At Lutheran listening posts on her way from Boca Raton, Florida, to the Twin Cities, she asked Augsburg Fortress customers what was good — and not so good — about their church publishing house.
“I learned some of our customers are exasperated with how they feel they’ve been treated. But nobody I spoke to wanted to write off the publishing house.”
What was troubling the clientele? “A lot of Sunday school teachers want our curriculum to improve. Many felt we were not in touch with what’s going on now. They want it to remain solidly Lutheran, but say it’s not been especially accessible to volunteer teachers.”
Curriculum sales have historically been the largest segment of Augsburg Fortress’ cash flow. In recent years those sales have been slipping.
A life-long member of the ELCA and its predecessor bodies, Lewis grew up using the denomination’s Sunday school materials. On her trip north, one person she met gave her a photograph of an ELCA mom who was prepping for her Sunday class while her spouse drove her and the kids to church. “That’s the kind of teacher we have to publish for,” Lewis said.
Since her arrival in Minneapolis at the end of September, she has set as one of her first priorities to meet and converse with every employee in the firm — either one-on-one or in small groups. “We have 277 employees,” she said. “These are our front-line troops. They know how this place works, and they know how to fix things.”
When the ELCA Board of Publication went looking for a replacement for the retiring CEO, the Rev. Marvin Roloff, they advertised for an individual who could identify weaknesses in a large, struggling operation and engineer a healthy turnaround.
With millions of dollars of deficits in recent years, Augs-burg Fortress is cash strapped and sales poor. Lewis may be precisely what the ailing firm needs right now.
A 22-year veteran in the field of commercial publishing, the new CEO has a history of helping turn around floundering companies. She said it’s already clear to her that three things need to happen at Augsburg Fortress:
* Communication skills, both internal and external, need to be improved. Lewis said the firm’s employees at its several sites outside Minn-esota often feel disconnected from, and even ignored by, the Minneapolis office.
“That’s an internal problem we can fix,” she said. “And then there’s the external challenge: we need to communicate better with our customers. We need to do a better job telling them what we have and what we do. We actually have seven different businesses here, and we need to tell people about all of them.”
* The level of accountability needs to improve. That includes meeting publishing deadlines when promised. “This has sometimes been a problem,” she confessed. “We want the staff to take individual ownership and pride of craftsmanship.”
Lewis admitted that recent layoffs and reorganizations have caused a lack of continuity. “A recovery period is needed. We have employees who feel injured, even though they still have a job.”
* The publishing house “needs some grace.” Lewis says it’s clear that some mistakes have been made, but “we’re asking customers to give the new administration a chance to do better.
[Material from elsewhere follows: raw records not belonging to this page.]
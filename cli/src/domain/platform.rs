//! Remote resource hierarchy as plain data.
//!
//! Account → Domain → Applications → Embedded capabilities. These values are
//! snapshots returned by the platform port; they carry no connection and do
//! not refresh themselves.

use std::fmt;

use serde::{Deserialize, Serialize};

// ── Constants ────────────────────────────────────────────────────────────────

/// Client identifier sent with every platform session.
pub const CLIENT_ID: &str = "enable-openshift-ci";

/// Name used when the account has no domain yet.
pub const DEFAULT_DOMAIN_NAME: &str = "openshiftci";

/// Name used when the domain has no CI server application yet.
pub const DEFAULT_BUILDER_NAME: &str = "jenkins";

/// Name of the git remote that points at the platform application.
pub const GIT_REMOTE: &str = "openshift";

/// Applications a domain may hold before the builder no longer fits.
pub const APPLICATION_QUOTA: usize = 3;

// ── Cartridges ───────────────────────────────────────────────────────────────

/// Runtime type an application is created from.
#[derive(Debug, Clone, PartialEq, Eq, Hash, Serialize, Deserialize)]
#[serde(from = "String", into = "String")]
pub enum Cartridge {
    /// `jbossas-7` web application server.
    JbossAs7,
    /// `jenkins-1.4` CI server.
    Jenkins14,
    /// Any other label the platform reports.
    Other(String),
}

impl Cartridge {
    #[must_use]
    pub fn as_str(&self) -> &str {
        match self {
            Self::JbossAs7 => "jbossas-7",
            Self::Jenkins14 => "jenkins-1.4",
            Self::Other(name) => name,
        }
    }
}

impl From<String> for Cartridge {
    fn from(value: String) -> Self {
        match value.as_str() {
            "jbossas-7" => Self::JbossAs7,
            "jenkins-1.4" => Self::Jenkins14,
            _ => Self::Other(value),
        }
    }
}

impl From<&str> for Cartridge {
    fn from(value: &str) -> Self {
        Self::from(value.to_owned())
    }
}

impl From<Cartridge> for String {
    fn from(value: Cartridge) -> Self {
        value.as_str().to_owned()
    }
}

impl fmt::Display for Cartridge {
    fn fmt(&self, f: &mut fmt::Formatter<'_>) -> fmt::Result {
        f.write_str(self.as_str())
    }
}

/// Add-on type that can be embedded into an existing application.
#[derive(Debug, Clone, PartialEq, Eq, Hash, Serialize, Deserialize)]
#[serde(from = "String", into = "String")]
pub enum EmbeddableCartridge {
    /// `jenkins-client-1.4`, the agent that lets the builder build the app.
    JenkinsClient14,
    Other(String),
}

impl EmbeddableCartridge {
    #[must_use]
    pub fn as_str(&self) -> &str {
        match self {
            Self::JenkinsClient14 => "jenkins-client-1.4",
            Self::Other(name) => name,
        }
    }
}

impl From<String> for EmbeddableCartridge {
    fn from(value: String) -> Self {
        if value == "jenkins-client-1.4" {
            Self::JenkinsClient14
        } else {
            Self::Other(value)
        }
    }
}

impl From<&str> for EmbeddableCartridge {
    fn from(value: &str) -> Self {
        Self::from(value.to_owned())
    }
}

impl From<EmbeddableCartridge> for String {
    fn from(value: EmbeddableCartridge) -> Self {
        value.as_str().to_owned()
    }
}

impl fmt::Display for EmbeddableCartridge {
    fn fmt(&self, f: &mut fmt::Formatter<'_>) -> fmt::Result {
        f.write_str(self.as_str())
    }
}

// ── Resources ────────────────────────────────────────────────────────────────

/// Login and secret used to open a session.
#[derive(Clone, PartialEq, Eq)]
pub struct Credentials {
    pub user: String,
    pub password: String,
}

impl fmt::Debug for Credentials {
    fn fmt(&self, f: &mut fmt::Formatter<'_>) -> fmt::Result {
        f.debug_struct("Credentials")
            .field("user", &self.user)
            .field("password", &"<redacted>")
            .finish()
    }
}

/// The authenticated platform identity.
#[derive(Debug, Clone, PartialEq, Eq, Serialize, Deserialize)]
pub struct Account {
    pub login: String,
}

/// Namespace owned by an account.
#[derive(Debug, Clone, PartialEq, Eq, Serialize, Deserialize)]
pub struct Domain {
    pub name: String,
}

/// Named application within a domain.
#[derive(Debug, Clone, PartialEq, Eq, Serialize, Deserialize)]
pub struct Application {
    pub name: String,
    pub cartridge: Cartridge,
    /// Repository the platform builds from.
    pub git_url: String,
    /// Public endpoint of the running application.
    pub app_url: String,
    /// Messages the platform returned when the application was created.
    #[serde(default, skip_serializing_if = "Option::is_none")]
    pub creation_log: Option<String>,
}

/// Add-on attached to an application.
#[derive(Debug, Clone, PartialEq, Eq, Serialize, Deserialize)]
pub struct EmbeddedCapability {
    pub cartridge: EmbeddableCartridge,
    #[serde(default, skip_serializing_if = "Option::is_none")]
    pub url: Option<String>,
    #[serde(default, skip_serializing_if = "Option::is_none")]
    pub creation_log: Option<String>,
}

/// Public key registered with the account.
#[derive(Debug, Clone, PartialEq, Eq, Serialize, Deserialize)]
pub struct RegisteredKey {
    pub name: String,
    pub key_type: String,
    pub content: String,
}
And, it would help us if our clients wouldn’t ask us to try to fix things too far in our past. We need people to forgive us — and to recognize we’ve actually fixed some of the problems they remember us having.”
She said, “Some things will take a while to remedy, while others can be fixed quickly. An example of a possible quick fix is the way we do invoices. It confuses people to get multiple bills mailed to them, when we might be able to consolidate those into one mailing per month.”
The main thing, she said, is that “we want people to know we’re listening.”
In the short term, Lewis says, “Augsburg Fortress may have to get a little smaller. But in the long term, I see stability and growth.”
The new CEO said the publishing house’s greatest strength is the talent pool represented by its present em-ployees. “When I first studied the balance sheet, I thought, ‘Oh, my, we’re going to have to clean house!’ But then I met the staff. Was I ever im-pressed! I quickly became convinced that there’s no reason these employees can’t turn this enterprise around.”